FIG. 3 illustrates that terminal segment 80 of stop member 72 provides a limit which stops the distal edge of the retainer 88 from moving beyond a preselected point in a direction opposite the direction of rotation of drum 14. This prevents retainer 88 from pivoting backwards and dumping the body of water 126 from the retainer.
FIGS. 5-10 show how the retainer can be adapted for placement on several existing pulp showers.
A prior art whistle shower is shown in FIG. 5 to include a manifold 130 which feeds washing liquid through an elongated chamber 132 defined by a conduit 133 to a slot 134 along the front face of the chamber. The pressure of liquid within chamber 132 forces the liquid out of slot 134 and directs it in a stream 136 at mat 12. Some of the liquid in stream 136 passes through mat 12 to clean it, but the remainder of the liquid is deflected away from the surface of mat 12 and rolls down mat 12 into the pulp vat.
In FIG. 6, retainer 88 has been attached to the whistle shower to deter downflow of liquid from the drum into the pulp vat and improve washing efficiency. Brackets 66, 68 are welded to manifold 130, and enlarged lip 74 of stop member 72 slides into the receptacle formed by bracket 66. Retainer 88 pivots relative to stop member 72 along the fabric hinge (not shown in FIG. 6). An end wall 140 is rigidly attached to stop member 72 at each end of manifold 130. The mat 12, retainer 88 and end walls 140 together form a trough that allows a body of standing liquid to collect behind retainer 88 as drum 14 rotates.
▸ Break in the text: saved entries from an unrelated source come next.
//! HR alerts, the daily absence and lateness checks, and weekly statistics.

use chrono::{Duration, NaiveDate, NaiveDateTime};
use rust_decimal::Decimal;
use serde::{Deserialize, Serialize};
use tracing::debug;

use crate::calculation::{
    AlertThresholds, EmployeeAttendanceFacts, build_alerts_report, late_arrivals, repeated_lateness,
    tardy_instances,
};
use crate::error::{HrError, HrResult};
use crate::models::{Employee, HrAlert};
use crate::store::Database;

use super::attendance::employee_report;

/// The HR alerts report over `[start, end]`.
///
/// Absences and tardiness come from active employees' attendance; each
/// pending leave request filed in the period is its own alert. Without
/// `thresholds` the configured report thresholds apply.
pub fn generate_hr_alerts_report(
    db: &Database,
    start: NaiveDate,
    end: NaiveDate,
    thresholds: Option<AlertThresholds>,
) -> HrResult<Vec<HrAlert>> {
    if end < start {
        return Err(HrError::invalid("end", "is before start"));
    }
    let policy = db.load_policy()?;
    let thresholds = thresholds.unwrap_or(AlertThresholds {
        absences: policy.alerts.min_unexcused_absence_days_for_alert,
        tardies: policy.alerts.tardy_threshold_for_report,
    });
    let calendar = policy.calendar();

    let mut facts = Vec::new();
    for employee in db.active_employees()? {
        let report = employee_report(db, &policy, &employee, start, end)?;
        let logs = db.logs_for_period(&employee.id, start, end)?;
        facts.push(EmployeeAttendanceFacts {
            employee_id: employee.id,
            employee_name: employee.name,
            absences: report.absences,
            late_arrivals: tardy_instances(
                &logs,
                &calendar,
                policy.schedule.standard_start_time,
                policy.schedule.late_arrival_allowed_minutes,
            ),
        });
    }
    let pending = db.pending_leave_requests(None, Some((start, end)))?;
    let alerts = build_alerts_report(&facts, &pending, thresholds);
    debug!(%start, %end, alerts = alerts.len(), "alerts report built");
    Ok(alerts)
}

/// Active employees who have not clocked in by the absence cutoff.
///
/// Empty when the alert is disabled, on non-workdays and before the
/// cutoff. Employees on approved leave are not reported.
pub fn absent_employees_for_alert(db: &Database, now: NaiveDateTime) -> HrResult<Vec<Employee>> {
    let policy = db.load_policy()?;
    let today = now.date();
    if !policy.alerts.enable_absence_alert
        || !policy.calendar().is_workday(today)
        || now.time() < policy.alerts.absence_alert_cutoff_time
    {
        return Ok(Vec::new());
    }
    let logged = db.employees_logged_on(today)?;
    let mut absent = Vec::new();
    for employee in db.active_employees()? {
        if !logged.contains(&employee.id) && !db.approved_leave_on(&employee.id, today)? {
            absent.push(employee);
        }
    }
    Ok(absent)
}

/// Employees late at least the configured number of times in the
/// lateness window ending `today`, with their count.
pub fn repeated_lateness_alerts(db: &Database, today: NaiveDate) -> HrResult<Vec<(Employee, usize)>> {
    let policy = db.load_policy()?;
    if !policy.alerts.enable_repeated_lateness_alert {
        return Ok(Vec::new());
    }
    let window = policy.alerts.lateness_alert_period_days.max(1);
    let start = today - Duration::days(window - 1);
    let calendar = policy.calendar();

    let employees = db.active_employees()?;
    let mut counts = Vec::with_capacity(employees.len());
    for employee in &employees {
        let logs = db.logs_for_period(&employee.id, start, today)?;
        let late = late_arrivals(
            &logs,
            &calendar,
            policy.schedule.standard_start_time,
            policy.schedule.late_arrival_allowed_minutes,
        );
        counts.push((employee.id.as_str(), late.len()));
    }
    let flagged: Vec<(String, usize)> = repeated_lateness(counts, policy.alerts.lateness_alert_threshold_count)
        .into_iter()
        .map(|(id, n)| (id.to_string(), n))
        .collect();

    Ok(employees
        .into_iter()
        .filter_map(|e| {
            flagged
                .iter()
                .find(|(id, _)| *id == e.id)
                .map(|(_, n)| (e, *n))
        })
        .collect())
}

/// Attendance totals for the seven days ending on a given day.
#[derive(Debug, Clone, PartialEq, Eq, Serialize, Deserialize)]
pub struct WeeklyStatistics {
    /// First day of the week.
    pub week_start: NaiveDate,
    /// Last day of the week.
    pub week_end: NaiveDate,
    /// Active employees counted.
    pub active_employees: usize,
    /// Hours worked by everyone.
    pub total_hours: Decimal,
    /// Overtime hours worked by everyone.
    pub overtime_hours: Decimal,
    /// Late first clock-ins.
    pub late_arrivals: u32,
    /// Absent employee-days.
    pub absences: usize,
    /// Leave requests still waiting for a decision.
    pub pending_leave_requests: usize,
}

impl WeeklyStatistics {
    /// Plain-text rendering for notifications.
    pub fn to_message(&self) -> String {
        format!(
            "Week {} to {}\nActive employees: {}\nHours worked: {}\nOvertime hours: {}\nLate arrivals: {}\nAbsences: {}\nPending leave requests: {}",
            self.week_start,
            self.week_end,
            self.active_employees,
            self.total_hours,
            self.overtime_hours,
            self.late_arrivals,
            self.absences,
            self.pending_leave_requests,
        )
    }
}

/// Statistics over the seven days ending `week_end`.
pub fn weekly_statistics(db: &Database, week_end: NaiveDate) -> HrResult<WeeklyStatistics> {
    let week_start = week_end - Duration::days(6);
    let policy = db.load_policy()?;
    let employees = db.active_employees()?;

    let mut stats = WeeklyStatistics {
        week_start,
        week_end,
        active_employees: employees.len(),
        total_hours: Decimal::ZERO,
        overtime_hours: Decimal::ZERO,
        late_arrivals: 0,
        absences: 0,
        pending_leave_requests: db.pending_leave_requests(None, None)?.len(),
    };
    for employee in &employees {
        let report = employee_report(db, &policy, employee, week_start, week_end)?;
        stats.total_hours += report.summary.total_hours;
        stats.overtime_hours += report.summary.overtime_hours;
        stats.late_arrivals += report.late_days;
        stats.absences += report.absences.len();
    }
    Ok(stats)
}

#[cfg(test)]
mod tests {
    use super::*;
    use crate::models::{AlertKind, NewLeaveRequest};
    use crate::store::{SOURCE_MANUAL, test_support};

    fn d(day: u32) -> NaiveDate {
        NaiveDate::from_ymd_opt(2025, 3, day).unwrap()
    }

    fn work(db: &Database, employee_id: &str, day: u32, in_h: u32, in_m: u32) {
        db.insert_log(
            employee_id,
            d(day).and_hms_opt(in_h, in_m, 0).unwrap(),
            Some(d(day).and_hms_opt(17, 0, 0).unwrap()),
            SOURCE_MANUAL,
            None,
        )
        .unwrap();
    }

    #[test]
    fn test_report_flags_absence_and_tardiness() {
        let db = test_support::db();
        let ana = test_support::employee(&db, "Ana", 3000);
        let ben = test_support::employee(&db, "Ben", 3000);
        for day in 3..=7 {
            work(&db, &ana, day, 9, 30);
        }
        work(&db, &ben, 3, 9, 0);

        let alerts = generate_hr_alerts_report(
            &db,
            d(3),
            d(7),
            Some(AlertThresholds { absences: 3, tardies: 3 }),
        )
        .unwrap();
        assert_eq!(alerts.len(), 2);
        assert_eq!(alerts[0].employee_name, "Ana");
        assert_eq!(alerts[0].kind, AlertKind::Tardiness);
        assert_eq!(alerts[0].count, 5);
        assert_eq!(alerts[1].employee_name, "Ben");
        assert_eq!(alerts[1].kind, AlertKind::Absence);
        assert_eq!(alerts[1].dates, vec![d(4), d(5), d(6), d(7)]);
    }

    #[test]
    fn test_absent_employees_respect_cutoff_and_leave() {
        let db = test_support::db();
        let ana = test_support::employee(&db, "Ana", 3000);
        let ben = test_support::employee(&db, "Ben", 3000);
        let cara = test_support::employee(&db, "Cara", 3000);
        work(&db, &ana, 3, 9, 0);
        let leave = db
            .add_leave_request(&NewLeaveRequest {
                employee_id: cara.clone(),
                leave_type: "Sick".to_string(),
                start_date: d(3),
                end_date: d(3),
                reason: None,
            })
            .unwrap();
        db.process_leave_request(leave, crate::models::LeaveStatus::Approved, 1, None)
            .unwrap();

        let early = absent_employees_for_alert(&db, d(3).and_hms_opt(9, 0, 0).unwrap()).unwrap();
        assert!(early.is_empty());
        let late = absent_employees_for_alert(&db, d(3).and_hms_opt(10, 0, 0).unwrap()).unwrap();
        assert_eq!(late.len(), 1);
        assert_eq!(late[0].id, ben);
    }

    #[test]
    fn test_repeated_lateness_window() {
        let db = test_support::db();
        let ana = test_support::employee(&db, "Ana", 3000);
        test_support::employee(&db, "Ben", 3000);
        for day in [3, 4, 5] {
            work(&db, &ana, day, 9, 45);
        }
        let flagged = repeated_lateness_alerts(&db, d(7)).unwrap();
        assert_eq!(flagged.len(), 1);
        assert_eq!(flagged[0].0.id, ana);
        assert_eq!(flagged[0].1, 3);

        // 10 March looks back to 4 March: two late days left.
        assert!(repeated_lateness_alerts(&db, d(10)).unwrap().is_empty());
    }

    #[test]
    fn test_weekly_statistics_totals() {
        let db = test_support::db();
        let ana = test_support::employee(&db, "Ana", 3000);
        work(&db, &ana, 3, 9, 0);
        work(&db, &ana, 4, 9, 30);

        let stats = weekly_statistics(&db, d(9)).unwrap();
        assert_eq!(stats.week_start, d(3));
        assert_eq!(stats.active_employees, 1);
        assert_eq!(stats.total_hours, Decimal::new(155, 1));
        assert_eq!(stats.late_arrivals, 1);
        assert_eq!(stats.absences, 3);
        assert!(stats.to_message().contains("Absences: 3"));
    }
}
End wall 140 extends toward the surface of drum 14 to about the bottom of mat 12. As shown in FIG. 6, the lower end of the conduit 133 may be removed since spraying through a slot is no longer advantageous.
FIG. 7 shows a prior art weir shower 150 in which washing liquid collects until it flows down a passageway 151 between top and bottom plates 152, 154. A stream of washing liquid 156 flows out of passageway 151 in the direction of mat 12, but much of the liquid is deflected at the surface of the mat and flows down mat 12 into a pulp vat beneath the drum. The washing efficiency of the weir shower is improved, as shown in FIG. 8, by attaching a bracket 158 to bottom plate 154. Bracket 158 includes a slot 160 into which enlarged lip 74 of stop member 72 slides such that stop member 72 is parallel to plate 154 and forms an extension of it. Retainer 88 is attached to stop member 72 by a fabric hinge, and end walls 162 are rigidly attached to each edge of retainer 88 to form a closed trough with retainer 88 across the width of mat 12. The end walls 162 can be attached by glue, screws, or can be formed as integral parts of the retainer 88. The end walls 162 in this embodiment only extend down to about the level of the surface of mat 12. Washing liquid flowing through passageway 151 collects in the trough between walls 162 and rises above the level of distal edge 92 to contact mat 12 and wash it as drum 14 rotates.
Having illustrated and described the principles of the invention in preferred embodiments, it should be apparent to those skilled in the art that the invention can be modified in arrangement and detail without departing from such principles. For example, the liquid retention assemblies described herein work equally well with washing systems that employ moving belt screens instead of rotary drums. We thus claim all modifications coming within the spirit and scope of the following claims.